Hydrogen interactions with polycrystalline and with deposited titanium surfaces

1997 
Abstract The room temperature kinetics of hydrogen chemisorption and adsorption on polycrystalline and on deposited (sputter-deposited and evaporation-deposited) titanium surfaces were studied. Measurements of hydrogen surface accumulation were performed in a combined surface analyses system incorporating direct recoils spectrometry and Auger electron spectroscopy (AES). There, three different types of surface cleaning procedure were applied: heat-flashing, sputtering and sputter-deposition of titanium on a polycrystalline titanium substrate. The surface chemisorption kinetics obtained for the deposited samples were compared with the total kinetics of the gas phase consumption, performed in a volumetric Wagener system.
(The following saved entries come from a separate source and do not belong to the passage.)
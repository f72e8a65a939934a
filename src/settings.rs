//! User settings stored as settings.json in the app data directory

use crate::constants::{
    DEFAULT_BACKEND_URL, DEFAULT_MOCK_SUCCESS_RATE, DEFAULT_REQUEST_TIMEOUT_SECS, DEFAULT_STEP_DURATION,
    MAX_STEP_DURATION_MS, REQUEST_TIMEOUT_RANGE_SECS,
};
use crate::types::ConversionMode;
use serde::{Deserialize, Serialize};
use std::path::{Path, PathBuf};
use std::time::Duration;
use tracing::{debug, warn};

#[derive(Debug, Clone, PartialEq, Serialize, Deserialize)]
#[serde(default)]
pub struct Settings {
    // Window geometry
    pub window_x: Option<f32>,
    pub window_y: Option<f32>,
    pub window_w: Option<f32>,
    pub window_h: Option<f32>,

    // Conversion service
    pub backend_url: String,
    pub request_timeout_secs: u64,

    // Progress animation and mock conversions
    pub step_duration_ms: u64,
    pub mock_success_rate: f64,

    // Output
    pub output_path: Option<String>,
    pub auto_save: bool,

    // Last used form mode
    pub mode: ConversionMode,
}

impl Default for Settings {
    fn default() -> Self {
        Self {
            window_x: None,
            window_y: None,
            window_w: None,
            window_h: None,
            backend_url: DEFAULT_BACKEND_URL.to_string(),
            request_timeout_secs: DEFAULT_REQUEST_TIMEOUT_SECS,
            step_duration_ms: DEFAULT_STEP_DURATION.as_millis() as u64,
            mock_success_rate: DEFAULT_MOCK_SUCCESS_RATE,
            output_path: None,
            auto_save: false,
            mode: ConversionMode::default(),
        }
    }
}

impl Settings {
    pub fn load(data_dir: &Path) -> Self {
        let path = data_dir.join("settings.json");
        match std::fs::read_to_string(&path) {
            Ok(s) => match serde_json::from_str::<Self>(&s) {
                Ok(settings) => {
                    debug!(path = %path.display(), "Settings loaded");
                    settings.clamped()
                }
                Err(e) => {
                    warn!(error = %e, "Failed to parse settings, using defaults");
                    Self::default()
                }
            },
            Err(_) => {
                debug!("No settings file found, using defaults");
                Self::default()
            }
        }
    }

    pub fn save(&self, data_dir: &Path) {
        let path = data_dir.join("settings.json");
        match serde_json::to_string_pretty(self) {
            Ok(json) => {
                if let Err(e) = std::fs::write(&path, json) {
                    warn!(error = %e, "Failed to save settings");
                }
            }
            Err(e) => warn!(error = %e, "Failed to serialize settings"),
        }
    }

    /// Pull hand-edited values back into the ranges the settings modal allows
    pub fn clamped(mut self) -> Self {
        self.request_timeout_secs = self
            .request_timeout_secs
            .clamp(*REQUEST_TIMEOUT_RANGE_SECS.start(), *REQUEST_TIMEOUT_RANGE_SECS.end());
        self.step_duration_ms = self.step_duration_ms.min(MAX_STEP_DURATION_MS);
        self.mock_success_rate = if self.mock_success_rate.is_nan() {
            DEFAULT_MOCK_SUCCESS_RATE
        } else {
            self.mock_success_rate.clamp(0.0, 1.0)
        };
        if self.backend_url.trim().is_empty() {
            self.backend_url = DEFAULT_BACKEND_URL.to_string();
        }
        self
    }

    pub fn step_duration(&self) -> Duration {
        Duration::from_millis(self.step_duration_ms)
    }

    pub fn output_path_or_default(&self) -> PathBuf {
        self.output_path
            .as_ref()
            .filter(|p| !p.trim().is_empty())
            .map(PathBuf::from)
            .unwrap_or_else(|| {
                dirs::download_dir()
                    .or_else(dirs::home_dir)
                    .unwrap_or_else(|| PathBuf::from("."))
                    .join("TIBCO Converter")
            })
    }
}

#[cfg(test)]
mod tests {
    use super::*;

    #[test]
    fn missing_file_gives_defaults() {
        let dir = tempfile::tempdir().unwrap();
        assert_eq!(Settings::load(dir.path()), Settings::default());
    }

    #[test]
    fn saved_settings_load_back() {
        let dir = tempfile::tempdir().unwrap();
        let settings = Settings {
            backend_url: "https://converter.internal:9443".into(),
            auto_save: true,
            mode: ConversionMode::Project,
            output_path: Some("/tmp/out".into()),
            ..Default::default()
        };
        settings.save(dir.path());
        assert_eq!(Settings::load(dir.path()), settings);
    }

    #[test]
    fn partial_file_fills_in_defaults() {
        let dir = tempfile::tempdir().unwrap();
        std::fs::write(
            dir.path().join("settings.json"),
            r#"{ "backend_url": "http://svc:8080", "step_duration_ms": 10 }"#,
        )
        .unwrap();
        let settings = Settings::load(dir.path());
        assert_eq!(settings.backend_url, "http://svc:8080");
        assert_eq!(settings.step_duration(), Duration::from_millis(10));
        assert_eq!(settings.mock_success_rate, DEFAULT_MOCK_SUCCESS_RATE);
    }

    #[test]
    fn corrupt_file_gives_defaults() {
        let dir = tempfile::tempdir().unwrap();
        std::fs::write(dir.path().join("settings.json"), "{ not json").unwrap();
        assert_eq!(Settings::load(dir.path()), Settings::default());
    }

    #[test]
    fn out_of_range_values_are_clamped_on_load() {
        let dir = tempfile::tempdir().unwrap();
        std::fs::write(
            dir.path().join("settings.json"),
            r#"{ "request_timeout_secs": 0, "step_duration_ms": 999999, "mock_success_rate": 4.0, "backend_url": " " }"#,
        )
        .unwrap();
        let settings = Settings::load(dir.path());
        assert_eq!(settings.request_timeout_secs, 5);
        assert_eq!(settings.step_duration_ms, MAX_STEP_DURATION_MS);
        assert_eq!(settings.mock_success_rate, 1.0);
        assert_eq!(settings.backend_url, DEFAULT_BACKEND_URL);
    }

    #[test]
    fn explicit_output_path_wins() {
        let settings = Settings {
            output_path: Some("/srv/converted".into()),
            ..Default::default()
        };
        assert_eq!(settings.output_path_or_default(), PathBuf::from("/srv/converted"));
    }
}
//! Reusable UI components
//!
//! Form fields, progress step rows and the large submit button.

use crate::form::FormState;
use crate::progress::StepState;
use crate::theme;
use eframe::egui;
use std::path::PathBuf;

/// Small bold label above a form field
pub fn field_label(ui: &mut egui::Ui, text: &str) {
    ui.add(
        egui::Label::new(
            egui::RichText::new(text)
                .size(theme::FONT_LABEL)
                .strong()
                .color(theme::ACCENT),
        )
        .selectable(false),
    );
}

/// Single-line text input styled like the file pickers
pub fn text_input(ui: &mut egui::Ui, value: &mut String, hint: &str, enabled: bool) -> egui::Response {
    egui::Frame::new()
        .fill(theme::BG_INPUT)
        .stroke(egui::Stroke::new(theme::STROKE_DEFAULT, theme::BORDER_DEFAULT))
        .corner_radius(theme::RADIUS_MEDIUM)
        .inner_margin(egui::Margin::symmetric(10, 8))
        .show(ui, |ui| {
            ui.add_enabled(
                enabled,
                egui::TextEdit::singleline(value)
                    .hint_text(hint)
                    .frame(false)
                    .desired_width(f32::INFINITY)
                    .font(egui::FontId::proportional(theme::FONT_BODY)),
            )
        })
        .inner
}

/// Path box plus browse button. Returns true when a new file was picked.
pub fn file_picker(
    ui: &mut egui::Ui,
    selected: &mut Option<PathBuf>,
    filter_name: &str,
    extensions: &[&str],
    enabled: bool,
) -> bool {
    let mut changed = false;
    ui.horizontal(|ui| {
        let browse_width = 110.0;
        let text_width = (ui.available_width() - browse_width - ui.spacing().item_spacing.x).max(80.0);

        let shown = selected
            .as_ref()
            .map(|p| p.display().to_string())
            .unwrap_or_else(|| "No file chosen".to_string());
        let color = if selected.is_some() { theme::TEXT_SECONDARY } else { theme::TEXT_DIM };

        egui::Frame::new()
            .fill(theme::BG_INPUT)
            .stroke(egui::Stroke::new(theme::STROKE_DEFAULT, theme::BORDER_DEFAULT))
            .corner_radius(theme::RADIUS_MEDIUM)
            .inner_margin(egui::Margin::symmetric(10, 8))
            .show(ui, |ui| {
                ui.set_width(text_width - 22.0);
                ui.horizontal(|ui| {
                    ui.colored_label(theme::TEXT_DIM, egui_phosphor::regular::UPLOAD_SIMPLE);
                    ui.add(
                        egui::Label::new(egui::RichText::new(shown).color(color).size(theme::FONT_BODY))
                            .truncate(),
                    );
                });
            });

        let browse = ui.add_enabled(
            enabled,
            theme::button_accent(format!("{}  Browse", egui_phosphor::regular::FOLDER_OPEN))
                .min_size(egui::vec2(browse_width, 34.0)),
        );
        if browse.clicked() {
            let mut dialog = rfd::FileDialog::new().add_filter(filter_name, extensions);
            if let Some(dir) = selected.as_ref().and_then(|p| p.parent()) {
                dialog = dialog.set_directory(dir);
            }
            if let Some(path) = dialog.pick_file() {
                *selected = Some(path);
                changed = true;
            }
        }
    });

    if let Some(name) = FormState::selected_name(selected) {
        ui.horizontal(|ui| {
            ui.colored_label(theme::STATUS_SUCCESS, egui_phosphor::regular::CHECK_CIRCLE);
            ui.colored_label(theme::STATUS_SUCCESS, format!("Uploaded: {}", name));
        });
    }
    changed
}

/// One row of the progress list
pub fn step_row(ui: &mut egui::Ui, label: &str, icon: &str, state: StepState) {
    let (fill, stroke, circle, text_color, glyph) = match state {
        StepState::Active => (
            theme::fade(theme::ACCENT, 0.12),
            theme::fade(theme::ACCENT, 0.45),
            theme::ACCENT,
            theme::ACCENT,
            egui_phosphor::regular::CIRCLE_NOTCH,
        ),
        StepState::Completed => (
            theme::fade(theme::STATUS_SUCCESS, 0.08),
            theme::fade(theme::STATUS_SUCCESS, 0.35),
            theme::STATUS_SUCCESS,
            theme::STATUS_SUCCESS,
            egui_phosphor::regular::CHECK_CIRCLE,
        ),
        StepState::Pending => (
            theme::BG_INPUT,
            theme::BORDER_DEFAULT,
            theme::BTN_DEFAULT,
            theme::TEXT_DIM,
            icon,
        ),
    };

    let (rect, _) = ui.allocate_exact_size(
        egui::vec2(ui.available_width(), theme::STEP_ROW_HEIGHT),
        egui::Sense::hover(),
    );
    let painter = ui.painter();
    painter.rect_filled(rect, theme::RADIUS_LARGE, fill);
    painter.rect_stroke(rect, theme::RADIUS_LARGE, egui::Stroke::new(1.5, stroke), egui::StrokeKind::Inside);

    let center = egui::pos2(rect.min.x + 26.0, rect.center().y);
    painter.circle_filled(center, 15.0, circle);

    // Spin the notch while active
    if state == StepState::Active {
        let t = ui.input(|i| i.time) as f32;
        let angle = t * std::f32::consts::TAU;
        let galley = painter.layout_no_wrap(
            glyph.to_string(),
            egui::FontId::proportional(16.0),
            theme::TEXT_PRIMARY,
        );
        let offset = galley.size() / 2.0;
        let rot = egui::emath::Rot2::from_angle(angle);
        let pos = center - rot * offset;
        painter.add(
            egui::epaint::TextShape::new(pos, galley, theme::TEXT_PRIMARY).with_angle(angle),
        );
        ui.ctx().request_repaint();
    } else {
        painter.text(
            center,
            egui::Align2::CENTER_CENTER,
            glyph,
            egui::FontId::proportional(16.0),
            theme::TEXT_PRIMARY,
        );
    }

    painter.text(
        egui::pos2(rect.min.x + 54.0, rect.center().y),
        egui::Align2::LEFT_CENTER,
        label,
        egui::FontId::proportional(theme::FONT_BODY),
        text_color,
    );
}

/// Full-width primary action. Returns true if clicked while enabled.
pub fn primary_button(ui: &mut egui::Ui, icon: &str, label: &str, enabled: bool) -> bool {
    let (rect, response) = ui.allocate_exact_size(
        egui::vec2(ui.available_width(), theme::BUTTON_HEIGHT_LARGE),
        if enabled { egui::Sense::click() } else { egui::Sense::hover() },
    );
    let (fill, draw_rect, text_color) = if enabled {
        let (fill, draw_rect) = theme::button_visual(&response, theme::BTN_ACCENT, rect);
        (fill, draw_rect, theme::TEXT_PRIMARY)
    } else {
        (theme::BTN_DISABLED, rect, theme::BTN_DISABLED_TEXT)
    };
    if enabled && response.hovered() {
        ui.ctx().set_cursor_icon(egui::CursorIcon::PointingHand);
    }
    ui.painter().rect_filled(draw_rect, theme::RADIUS_LARGE, fill);
    ui.painter().text(
        draw_rect.center(),
        egui::Align2::CENTER_CENTER,
        format!("{}  {}", icon, label),
        egui::FontId::proportional(theme::FONT_HEADING + 2.0),
        text_color,
    );
    enabled && response.clicked()
}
From this comparison it was possible to distinguish between topmost surface chemisorption and subsurface (or bulk) absorption kinetics. It was concluded that, for all types of surface studied, hydrogen chemisorbed according to a Langmuir-type random two-sites chemisorption model, with high (close to unity) zero-coverage sticking probabilities. The only difference between these surfaces was in their roughness factors, which increased going from the heat-flashed, through the sputtered, to the deposited surfaces. Following the initial stage of a chemisorbed surface layer formation, constant-rate absorption of hydrogen proceeded over a very wide range of exposures (greater than 10 4 Langmuirs). The accomodation probability of hydrogen during this linear stage was about 10 −2 . It is possible that this absorption process is controlled by the chemisorption of the H 2 on the surface hydride phase, formed by the earlier hydrogen chemisorption.